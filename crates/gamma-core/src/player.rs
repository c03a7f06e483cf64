//! Per-player counters.

use crate::board::PlayerId;
use serde::Serialize;

/// A single player's state
#[derive(Debug, Clone, PartialEq, Eq, Serialize)]
pub struct Player {
    /// Player ID (1-based)
    pub id: PlayerId,
    /// Number of cells currently owned
    pub tiles: u64,
    /// Number of areas held. Exact after a rescan; between rescans an upper
    /// bound that may overcount merged regions but never undercounts.
    pub areas: u32,
    /// Whether the golden move is still available
    pub golden_available: bool,
}

impl Player {
    /// Create a new player with no cells and an unused golden move
    pub fn new(id: PlayerId) -> Self {
        Self {
            id,
            tiles: 0,
            areas: 0,
            golden_available: true,
        }
    }
}

#[cfg(test)]
mod tests {
    use super::*;

    #[test]
    fn test_new_player() {
        let player = Player::new(3);
        assert_eq!(player.id, 3);
        assert_eq!(player.tiles, 0);
        assert_eq!(player.areas, 0);
        assert!(player.golden_available);
    }
}
//! Gamma - a territory-claiming grid game engine
//!
//! This crate provides the core game logic for Gamma, including:
//! - The cell ownership grid and its connectivity scanner
//! - Per-player counters (tiles, areas, golden move token)
//! - Ordinary and golden move validation with exact rollback
//! - The golden move feasibility oracle
//! - Text rendering of the board
//!
//! # Architecture
//!
//! The engine performs no I/O. Front-ends (see the `gamma-cli` crate) own a
//! [`Game`] value and drive it through a small API:
//!
//! ```
//! use gamma_core::Game;
//!
//! let mut game = Game::new(3, 2, 2, 1).unwrap();
//! assert!(game.place(1, 0, 0));
//! assert!(game.place(2, 1, 0));
//! assert!(!game.place(1, 2, 1)); // would open a second area
//! assert!(game.golden(1, 1, 0));
//! assert_eq!(game.render(), "...\n11.\n");
//! ```
//!
//! # Modules
//!
//! - [`board`]: Cell ownership grid and flood-fill area counting
//! - [`player`]: Per-player counters
//! - [`game`]: Move engines and the feasibility oracle
//! - [`render`]: Text formats for the board
//! - [`summary`]: Serializable end-of-game summary

pub mod board;
pub mod game;
pub mod player;
pub mod render;
pub mod summary;

// Re-export commonly used types
pub use board::{Board, PlayerId};
pub use game::{Game, GameError, GoldenMove, MoveError};
pub use player::Player;
pub use render::CellLayout;
pub use summary::GameSummary;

::::::::::

Work item -> Copy all lines of the preceding data that hold the word "Text".

Task output ->
//! - Text rendering of the board
//! - [`render`]: Text formats for the board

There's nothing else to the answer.